Insider Compromises 2 million Private Records
If you’re acquainted to endpoint security solutions and the threats they try to prevent, you have definitely heard of the inside threat. It refers to employees who breach security systems and compromise confidential data. Whether it criminal intent that drives them or ignorance, the effects on the company are the same: loss of money, trust, customers and quite a lot of hassle, all eventually leading to loosing more money.
There are dozens of examples and they such breaches keep happening. The latest has recently been reported by Countrywide Financial Corp. The FBI has just arrested one of their employees and his accomplice for stealing and subsequently selling private records on the company’s customers.

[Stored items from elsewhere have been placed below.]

use std::fs;
use std::path::{Path, PathBuf};

use directories::ProjectDirs;
use rusqlite::Connection;
use tracing::info;

use super::error::{SqlContext, StorageError, StorageResult};

/// Application name used for the per-user data and config directories.
pub const APP_NAME: &str = "passvault";
/// SQLite file name stored inside the application data directory.
const DB_FILE_NAME: &str = "passvault.sqlite";

/// Where the store keeps its data. Chosen once at startup.
#[derive(Debug, Clone, PartialEq, Eq)]
pub enum Location {
    /// A SQLite file on disk; parent directories are created on open.
    File(PathBuf),
    /// A private in-memory database that vanishes with the connection.
    Memory,
}

/// Open a connection for `location`, creating the data directory first when
/// the target is a file.
pub fn open_connection(location: &Location) -> StorageResult<Connection> {
    match location {
        Location::File(path) => {
            ensure_parent_dir(path)?;
            let conn = Connection::open(path).sql_context("failed to open SQLite database")?;
            info!(path = %path.display(), "opened entry database");
            Ok(conn)
        }
        Location::Memory => {
            let conn = Connection::open_in_memory()
                .sql_context("failed to open in-memory SQLite database")?;
            info!("opened in-memory entry database");
            Ok(conn)
        }
    }
}

/// Resolve the default database file inside the user's data directory.
pub fn default_db_path() -> Option<PathBuf> {
    ProjectDirs::from("", "", APP_NAME).map(|dirs| dirs.data_dir().join(DB_FILE_NAME))
}

fn ensure_parent_dir(path: &Path) -> StorageResult<()> {
    match path.parent() {
        Some(parent) if !parent.as_os_str().is_empty() => {
            fs::create_dir_all(parent).map_err(|source| StorageError::DataDir {
                path: parent.to_path_buf(),
                source,
            })
        }
        _ => Ok(()),
    }
}
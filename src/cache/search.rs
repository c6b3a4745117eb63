use std::rc::Rc;

use tracing::debug;

use crate::models::Entry;

use super::entries::EntryCache;

/// One row of the search results list. Carries the fields a result card
/// shows plus a handle back to the entry, which edit and delete actions use.
#[derive(Debug, Clone)]
pub struct DisplayUnit {
    entry: Rc<Entry>,
    /// `None` when the entry has no username, so the view can grey it out.
    username: Option<String>,
    search_key: String,
}

impl DisplayUnit {
    fn new(entry: Rc<Entry>) -> Self {
        let username = entry.username.clone().filter(|name| !name.trim().is_empty());
        let search_key = entry.title.to_lowercase();
        Self {
            entry,
            username,
            search_key,
        }
    }

    /// The cached entry this unit was built from.
    pub fn entry(&self) -> &Rc<Entry> {
        &self.entry
    }

    pub fn title(&self) -> &str {
        &self.entry.title
    }

    /// Email, or an empty string when the entry has none.
    pub fn email(&self) -> &str {
        self.entry.email.as_deref().unwrap_or_default()
    }

    pub fn password(&self) -> &str {
        self.entry.password.as_deref().unwrap_or_default()
    }

    pub fn username(&self) -> Option<&str> {
        self.username.as_deref()
    }

    fn matches(&self, needle: &str) -> bool {
        self.search_key.contains(needle)
    }
}

/// Display units derived from the entry cache, one per entry and in cache
/// order. Has to be rebuilt every time the cache refreshes, otherwise
/// results would show deleted entries or miss new ones.
#[derive(Debug, Default)]
pub struct SearchIndex {
    units: Vec<DisplayUnit>,
}

impl SearchIndex {
    /// Derive an index from the current cache contents.
    pub fn build(cache: &EntryCache) -> Self {
        let mut index = Self::default();
        index.rebuild(cache);
        index
    }

    /// Drop every unit and derive a fresh set from `cache`.
    pub fn rebuild(&mut self, cache: &EntryCache) {
        self.units = cache
            .entries()
            .iter()
            .map(|entry| DisplayUnit::new(Rc::clone(entry)))
            .collect();
        debug!(count = self.units.len(), "search index rebuilt");
    }

    /// Units whose title contains `query`, ignoring case. The query is matched
    /// as typed, surrounding spaces included. A blank query returns everything.
    pub fn filter(&self, query: &str) -> Vec<&DisplayUnit> {
        if query.trim().is_empty() {
            return self.units.iter().collect();
        }
        let needle = query.to_lowercase();
        self.units.iter().filter(|unit| unit.matches(&needle)).collect()
    }

    /// Every unit, in cache order.
    pub fn units(&self) -> &[DisplayUnit] {
        &self.units
    }

    pub fn len(&self) -> usize {
        self.units.len()
    }

    pub fn is_empty(&self) -> bool {
        self.units.is_empty()
    }
}
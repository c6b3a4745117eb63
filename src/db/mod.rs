//! Persistence module split across logical submodules.

mod connection;
mod error;
mod statements;
mod store;

pub use connection::{default_db_path, open_connection, Location, APP_NAME};
pub use error::{StorageError, StorageResult};
pub use statements::{BoundStatement, StatementFactory, ENTRIES_TABLE};
pub use store::EntryStore;
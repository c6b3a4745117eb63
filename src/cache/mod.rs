//! Read-side mirrors of the store: the sorted entry cache and the search
//! index derived from it.

mod entries;
mod search;

pub use entries::EntryCache;
pub use search::{DisplayUnit, SearchIndex};
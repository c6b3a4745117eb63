//! Title ordering shared by the cache and anything else that lists entries.
//!
//! Plain byte order would put "Zoom" before "apple". Users browsing an
//! alphabetical list expect letters to group regardless of case, so the
//! primary key is the lowercase character and case only breaks ties.

use std::borrow::Borrow;
use std::cmp::{Ordering, Reverse};

use crate::models::Entry;

/// Total order over titles: case-insensitive first, lowercase before
/// uppercase for the same letter, shorter prefix first.
pub fn compare_titles(a: &str, b: &str) -> Ordering {
    for (left, right) in a.chars().zip(b.chars()) {
        if left == right {
            continue;
        }
        return char_key(left).cmp(&char_key(right));
    }
    a.chars().count().cmp(&b.chars().count())
}

/// Sort key for one character: the folded letter, then lowercase before
/// anything else, then reverse code point so the remaining case variants
/// still order deterministically.
fn char_key(c: char) -> (char, bool, Reverse<char>) {
    (fold(c), !c.is_lowercase(), Reverse(c))
}

/// Single-character lowercase. Characters whose lowercase form expands to
/// several code points keep their first one.
fn fold(c: char) -> char {
    c.to_lowercase().next().unwrap_or(c)
}

/// Orders [`Entry`] values by title using [`compare_titles`].
#[derive(Debug, Clone, Copy, Default)]
pub struct TitleComparator;

impl TitleComparator {
    /// Compare two entries by title.
    pub fn compare(&self, a: &Entry, b: &Entry) -> Ordering {
        compare_titles(&a.title, &b.title)
    }

    /// Sort a slice of entries or shared entry handles.
    pub fn sort<E: Borrow<Entry>>(&self, entries: &mut [E]) {
        entries.sort_by(|a, b| self.compare(a.borrow(), b.borrow()));
    }
}
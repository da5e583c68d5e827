//! Transport module for Shadowlocal
//!
//! This module provides the upstream dialing abstraction. Every session
//! opens a fresh connection to the remote relay through a [`Transport`];
//! the cipher is layered on top by the caller.

mod addr;
mod tcp;

pub use addr::AddrMaybeCached;
pub use tcp::TcpTransport;

use crate::config::TcpConfig;
use async_trait::async_trait;
use std::fmt::Debug;
use std::io;
use std::time::Duration;
use tokio::io::{AsyncRead, AsyncWrite};
use tokio::net::TcpStream;

/// Socket options for upstream connections
#[derive(Debug, Clone, PartialEq, Eq)]
pub struct SocketOpts {
    /// Enable TCP_NODELAY
    pub nodelay: bool,
    /// TCP keepalive timeout
    pub keepalive_secs: Option<u64>,
    /// TCP keepalive interval
    pub keepalive_interval: Option<u64>,
}

impl Default for SocketOpts {
    fn default() -> Self {
        SocketOpts::from_tcp_config(&TcpConfig::default())
    }
}

impl SocketOpts {
    /// Create socket options from TCP config
    ///
    /// A zero keepalive time leaves the OS default in place.
    pub fn from_tcp_config(config: &TcpConfig) -> Self {
        let keepalive = config.keepalive_secs > 0;
        SocketOpts {
            nodelay: config.nodelay,
            keepalive_secs: keepalive.then_some(config.keepalive_secs),
            keepalive_interval: keepalive.then_some(config.keepalive_interval),
        }
    }

    /// Apply socket options to a TCP stream
    pub fn apply(&self, stream: &TcpStream) -> io::Result<()> {
        stream.set_nodelay(self.nodelay)?;

        if let (Some(timeout), Some(interval)) = (self.keepalive_secs, self.keepalive_interval) {
            let socket = socket2::SockRef::from(stream);
            let keepalive = socket2::TcpKeepalive::new()
                .with_time(Duration::from_secs(timeout))
                .with_interval(Duration::from_secs(interval));
            socket.set_tcp_keepalive(&keepalive)?;
        }

        Ok(())
    }
}

/// Dialer for connections to the remote relay
///
/// Errors are plain `io::Error`s so the session can report them as dial
/// failures with the remote endpoint attached.
#[async_trait]
pub trait Transport: Debug + Send + Sync + 'static {
    /// The stream type produced by this transport
    type Stream: AsyncRead + AsyncWrite + Unpin + Send + Debug + 'static;

    /// Open a new connection to `addr`
    async fn connect(&self, addr: &AddrMaybeCached) -> io::Result<Self::Stream>;
}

The breach is thought to have started three years ago. The employee in question used to copy batches of 2000 records containing sensitive details, such as social security numbers, and sell them to the competition. Those investigating what happened estimate the total number of affected customers to around 2 million. If you want more details on how it all happened, see the details in the LA Times.

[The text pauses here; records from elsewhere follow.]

//! TCP transport implementation
//!
//! Plain TCP connections to the remote relay with an optional connect
//! timeout and socket options applied after connect. Every resolved
//! address is tried in order until one connects.

use super::{AddrMaybeCached, SocketOpts, Transport};
use crate::config::LocalConfig;
use crate::helper::{timeout_from_secs, DEFAULT_CONNECT_TIMEOUT_SECS};
use async_trait::async_trait;
use std::io;
use std::net::SocketAddr;
use std::time::Duration;
use tokio::net::TcpStream;

/// TCP transport for upstream connections
#[derive(Debug, Clone)]
pub struct TcpTransport {
    /// Socket options to apply to connections
    socket_opts: SocketOpts,
    /// Connection timeout, `None` waits for the OS
    connect_timeout: Option<Duration>,
}

impl Default for TcpTransport {
    fn default() -> Self {
        TcpTransport {
            socket_opts: SocketOpts::default(),
            connect_timeout: Some(Duration::from_secs(DEFAULT_CONNECT_TIMEOUT_SECS)),
        }
    }
}

impl TcpTransport {
    /// Build a transport from the local proxy configuration
    pub fn from_config(config: &LocalConfig) -> Self {
        TcpTransport {
            socket_opts: SocketOpts::from_tcp_config(&config.tcp),
            connect_timeout: timeout_from_secs(config.connect_timeout),
        }
    }

    /// Set connection timeout
    pub fn with_connect_timeout(mut self, timeout: Option<Duration>) -> Self {
        self.connect_timeout = timeout;
        self
    }

    async fn connect_one(&self, addr: SocketAddr) -> io::Result<TcpStream> {
        let connecting = TcpStream::connect(addr);
        match self.connect_timeout {
            Some(timeout) => match tokio::time::timeout(timeout, connecting).await {
                Ok(result) => result,
                Err(_) => Err(io::Error::new(
                    io::ErrorKind::TimedOut,
                    format!("connect to {} timed out after {:?}", addr, timeout),
                )),
            },
            None => connecting.await,
        }
    }

    /// Dial `candidates` in order and return the first connection
    ///
    /// The error of the last attempt is returned when none connects.
    async fn connect_first(
        &self,
        candidates: &[SocketAddr],
    ) -> io::Result<(TcpStream, SocketAddr)> {
        let mut last_err = None;

        for &candidate in candidates {
            match self.connect_one(candidate).await {
                Ok(stream) => return Ok((stream, candidate)),
                Err(e) => {
                    tracing::debug!("Failed to connect to {}: {}", candidate, e);
                    last_err = Some(e);
                }
            }
        }

        Err(last_err.unwrap_or_else(|| {
            io::Error::new(io::ErrorKind::NotFound, "no addresses to connect to")
        }))
    }
}

#[async_trait]
impl Transport for TcpTransport {
    type Stream = TcpStream;

    async fn connect(&self, addr: &AddrMaybeCached) -> io::Result<Self::Stream> {
        let candidates = addr.resolve().await?;

        let (stream, connected) = match self.connect_first(&candidates).await {
            Ok(found) => found,
            Err(e) => {
                // The relay may have moved; resolve again next time
                addr.clear_cache().await;
                return Err(e);
            }
        };
        addr.remember(connected).await;

        if let Err(e) = self.socket_opts.apply(&stream) {
            tracing::warn!("Failed to apply socket options: {}", e);
        }

        tracing::debug!("TCP connection established to {}", connected);

        Ok(stream)
    }
}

In this specific case, the employee is thought to have acted knowingly. Yet he exploited a flaw in the company’s security. Had they monitored all the computers on their premises and make sure unauthorized data transfers to portable devices was denied, the whole breach would have been avoided.
The inside threat is real and can lead to significant damages. It’s not something to get paranoid about or fear, it’s something companies can easily monitor, preventing such data thefts.